-------- DATA IN THIS EXERCISE --------

//! Moving-average crossover strategy.

use serde::{Deserialize, Serialize};

use crate::domain::Bar;
use crate::indicators::{ema, sma, wma};
use crate::strategy::{Signal, SignalDecision, Strategy};

/// Which moving-average kernel drives the crossover.
#[derive(Debug, Clone, Copy, PartialEq, Eq, Serialize, Deserialize)]
#[serde(rename_all = "lowercase")]
pub enum MaType {
    Sma,
    Ema,
    Wma,
}

/// Golden-cross entry, death-cross exit.
///
/// Entry conviction scales with how far the fast average has pulled away
/// from the slow one at the cross. A death cross only emits `Close` if the
/// strategy itself opened the position; cold-starting mid-downtrend stays
/// flat.
#[derive(Debug, Clone)]
pub struct MaCrossover {
    fast_period: usize,
    slow_period: usize,
    ma_type: MaType,
    last_signal: Option<Signal>,
}

impl MaCrossover {
    pub fn new(fast_period: usize, slow_period: usize, ma_type: MaType) -> Self {
        Self {
            fast_period,
            slow_period,
            ma_type,
            last_signal: None,
        }
    }

    fn average(&self, closes: &[f64], period: usize) -> Vec<f64> {
        match self.ma_type {
            MaType::Sma => sma(closes, period),
            MaType::Ema => ema(closes, period),
            MaType::Wma => wma(closes, period),
        }
    }

    fn strength_for_spread(spread_pct: f64) -> f64 {
        if spread_pct < 0.5 {
            0.5
        } else if spread_pct < 1.0 {
            0.75
        } else {
            1.0
        }
    }
}

impl Default for MaCrossover {
    fn default() -> Self {
        Self::new(10, 30, MaType::Sma)
    }
}

impl Strategy for MaCrossover {
    fn name(&self) -> &str {
        "ma_crossover"
    }

    fn min_history(&self) -> usize {
        (self.slow_period * 2).max(100)
    }

    fn generate_signal(&mut self, history: &[Bar]) -> SignalDecision {
        let closes: Vec<f64> = history.iter().map(|b| b.close).collect();
        if closes.len() < self.slow_period + 1 {
            return SignalDecision::hold();
        }

        let fast = self.average(&closes, self.fast_period);
        let slow = self.average(&closes, self.slow_period);
        let i = closes.len() - 1;
        let (f_prev, f_now) = (fast[i - 1], fast[i]);
        let (s_prev, s_now) = (slow[i - 1], slow[i]);
        if !(f_prev.is_finite() && f_now.is_finite() && s_prev.is_finite() && s_now.is_finite()) {
            return SignalDecision::hold();
        }

        let spread_pct = if s_now != 0.0 {
            (f_now - s_now).abs() / s_now * 100.0
        } else {
            0.0
        };

        // Golden cross: fast closes above slow after being at or below it.
        if f_prev <= s_prev && f_now > s_now {
            self.last_signal = Some(Signal::Long);
            return SignalDecision::new(Signal::Long, Self::strength_for_spread(spread_pct))
                .with_info("fast_ma", f_now)
                .with_info("slow_ma", s_now)
                .with_info("spread_pct", spread_pct);
        }

        // Death cross closes a position we opened; otherwise stay flat.
        if f_prev >= s_prev && f_now < s_now {
            if self.last_signal == Some(Signal::Long) {
                self.last_signal = Some(Signal::Close);
                return SignalDecision::new(Signal::Close, 1.0)
                    .with_info("fast_ma", f_now)
                    .with_info("slow_ma", s_now);
            }
            return SignalDecision::hold();
        }

        SignalDecision::hold()
    }
}

#[cfg(test)]
mod tests {
    use super::*;
    use chrono::NaiveDate;

    fn bars(closes: &[f64]) -> Vec<Bar> {
        let base = NaiveDate::from_ymd_opt(2024, 1, 1)
            .unwrap()
            .and_hms_opt(0, 0, 0)
            .unwrap();
        closes
            .iter()
            .enumerate()
            .map(|(i, c)| Bar {
                timestamp: base + chrono::Duration::hours(i as i64),
                open: *c,
                high: c * 1.01,
                low: c * 0.99,
                close: *c,
                volume: 1.0,
            })
            .collect()
    }

    #[test]
    fn golden_cross_emits_long() {
        let mut strat = MaCrossover::new(2, 3, MaType::Sma);
        let history = bars(&[10.0, 9.0, 8.0, 7.0, 9.0, 12.0]);
        let decision = strat.generate_signal(&history);
        assert_eq!(decision.signal, Signal::Long);
        assert_eq!(decision.strength, 1.0);
        assert!(decision.info.contains_key("spread_pct"));
    }

    #[test]
    fn weak_cross_gets_half_strength() {
        let mut strat = MaCrossover::new(2, 3, MaType::Sma);
        let history = bars(&[100.0, 99.9, 99.8, 100.05]);
        let decision = strat.generate_signal(&history);
        assert_eq!(decision.signal, Signal::Long);
        assert_eq!(decision.strength, 0.5);
    }

    #[test]
    fn death_cross_closes_only_after_own_entry() {
        let mut strat = MaCrossover::new(2, 3, MaType::Sma);
        // Cold start straight into a death cross: no position to close.
        let falling = bars(&[7.0, 9.0, 12.0, 9.0, 7.0]);
        assert_eq!(strat.generate_signal(&falling).signal, Signal::Hold);

        // Golden cross then death cross on the extended series.
        let mut strat = MaCrossover::new(2, 3, MaType::Sma);
        let up = bars(&[10.0, 9.0, 8.0, 7.0, 9.0, 12.0]);
        assert_eq!(strat.generate_signal(&up).signal, Signal::Long);
        let down = bars(&[10.0, 9.0, 8.0, 7.0, 9.0, 12.0, 9.0, 7.0]);
        assert_eq!(strat.generate_signal(&down).signal, Signal::Close);
    }

    #[test]
    fn holds_during_warmup() {
        let mut strat = MaCrossover::new(2, 3, MaType::Sma);
        assert_eq!(
            strat.generate_signal(&bars(&[10.0, 11.0])).signal,
            Signal::Hold
        );
    }

    #[test]
    fn min_history_floors_at_100() {
        assert_eq!(MaCrossover::new(2, 3, MaType::Sma).min_history(), 100);
        assert_eq!(MaCrossover::new(10, 60, MaType::Ema).min_history(), 120);
    }
}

--------

→ **TASK PROMPT**: For each line above that includes the word "Some", make a copy of that line.

→ **OUTPUT OF THE EXERCISE**:
            self.last_signal = Some(Signal::Long);
            if self.last_signal == Some(Signal::Long) {
                self.last_signal = Some(Signal::Close);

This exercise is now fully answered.